Why do homeowners fall for these scams? Tripoli blames both the failure of lenders to adequately spell out the foreclosure terms, time frame and owners' rights, and the hesitancy of homeowners facing foreclosure to talk about it. That silence you hear is the deafening silence of shame.

"The consumer makes rushed judgments that are not good judgments. They get entangled in this and they think that what happened to them is just the way it works," he says. "Americans have the really admirable quality that they want to take responsibility for their own lives. They are too willing to take too much responsibility at times and take too much of the blame."

Unfortunately, help is becoming harder to find. Even if someone in foreclosure could afford to hire an attorney, fewer and fewer lawyers are inclined to take cases against scammers because the prospect of ever collecting a court award is extremely slim.

Daniel Ebihara, staff attorney for Clark County Legal Services in Las Vegas, helps foreclosure-scam victims by tapping into a network of real estate attorneys who volunteer their time to help. He recently won a trial on behalf of a young couple that thought they had sold their home to fend off foreclosure, until they went to buy a car and found that the 30-year mortgage was still theirs.

Sometimes scammers are far from strangers.

"This doesn't just happen with 'rescue' companies," Ebihara says. "We also see the elderly being taken advantage of by their own children, where they come in and say, 'We'll help you out. Just put us on the mortgage and we'll take care of you for the rest of your life.' As soon as the papers are signed, the kids are kicking their own parents out on the street. It's horrible."

With fewer places to turn, more homeowners are falling prey to the wolves that are literally at their door.

Tripoli agrees: "When you marry deregulation and the erosion of consumer protection to what's going on with consumer debt today, when you put consumers in this crunch and then you strip all their protection, you get a perfect storm. It's not a huge, huge number of Americans, it's not a majority, but it's a much bigger number than we've seen in the past."

Shelter from the storm
With credit tightening up, what should you do if foreclosure seems imminent?

Warren says if there is time, by all means refinance out of your zero-interest or adjustable-rate mortgage into a fixed-rate mortgage. "Even if it costs a little more, there will be a point in the future when you will thank every lucky star you have that you did it," she says.

If you've received a foreclosure notice, contrary to what the scammers would have you believe, contact your mortgage company first. There are many remedies available, including renegotiating the terms of your mortgage, that can save your home or failing that, allow you to walk away with most of your equity.

If you can't refinance, renegotiate or sell quickly, it may make sense to look at filing for bankruptcy.

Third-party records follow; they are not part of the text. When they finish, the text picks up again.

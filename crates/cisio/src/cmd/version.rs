use crate::cmd::VersionArgs;
use crate::exit::{CliResult, SUCCESS};

pub fn run(args: VersionArgs) -> CliResult<i32> {
    if !args.extended {
        println!("cisio {}", env!("CARGO_PKG_VERSION"));
        return Ok(SUCCESS);
    }

    println!("name: cisio");
    println!("version: {}", env!("CARGO_PKG_VERSION"));
    println!(
        "target: {}",
        option_env!("CISIO_BUILD_TARGET").unwrap_or("unknown")
    );
    println!("target_os: {}", std::env::consts::OS);
    println!("target_arch: {}", std::env::consts::ARCH);
    println!(
        "rustc: {}",
        option_env!("RUSTC_VERSION").unwrap_or("unknown")
    );
    println!("git_hash: {}", option_env!("GIT_HASH").unwrap_or("unknown"));
    println!("unix_sockets: {}", cfg!(unix));
    println!(
        "max_line_len: {}",
        cisio_channel::DEFAULT_MAX_LINE_LEN
    );

    Ok(SUCCESS)
}
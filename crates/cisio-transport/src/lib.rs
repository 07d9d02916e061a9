//! Message transport contract for cisio channels.
//!
//! Channels never touch sockets or files directly. They move whole messages
//! through two narrow traits:
//! - [`MessageSink`] accepts messages plus an explicit end-of-stream signal
//! - [`MessageSource`] yields messages until end-of-stream
//!
//! This crate also provides the stream types the reference transports are
//! built on: Unix domain sockets (Linux/macOS) and an in-process pipe.

pub mod error;
pub mod memory;
pub mod stream;
pub mod traits;

#[cfg(unix)]
pub mod uds;

pub use error::{Result, TransportError};
pub use memory::{pipe, MemorySink, MemorySource};
pub use stream::IpcStream;
pub use traits::{MessageSink, MessageSource, Received};

#[cfg(unix)]
pub use uds::UnixDomainSocket;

"You're looking at a population that fears or loathes bankruptcy, and understandably. But it may be a more reasonable option instead of carrying on and maintaining a debt that you may still be obligated to pay," says Ebihara.

Benjamin Diehl, deputy attorney general for the state of California, admits that even his state's anti-foreclosure scam statute, the toughest in the nation, struggles, for want of enforcement.

"You could impose additional licensing fees, but if it's a crook, they're just going to operate without a license," he says. "What it's going to take is not necessarily extra regulatory hurdles or extra licensing requirements, but crackdowns."

Like Warren, Diehl is worried. He's seen the foreclosure scam being taught in get-rich-quick seminars from coast to coast while credit slowly tightens, putting additional pressure on those in the squeeze.

"I'm actually kind of scared because, if the supposed bubble is, in fact, a bubble and it does burst to where you have a bunch of people with their ARMs and their interest-only loan and no ability to refi, and those loans go into foreclosure, the thieves will come out of the woodwork. If it is a bubble and the interest-only loans come back to bite people, it's only just begun," says Diehl.

Warren is just as pessimistic: "It's like watching a train wreck in slow motion."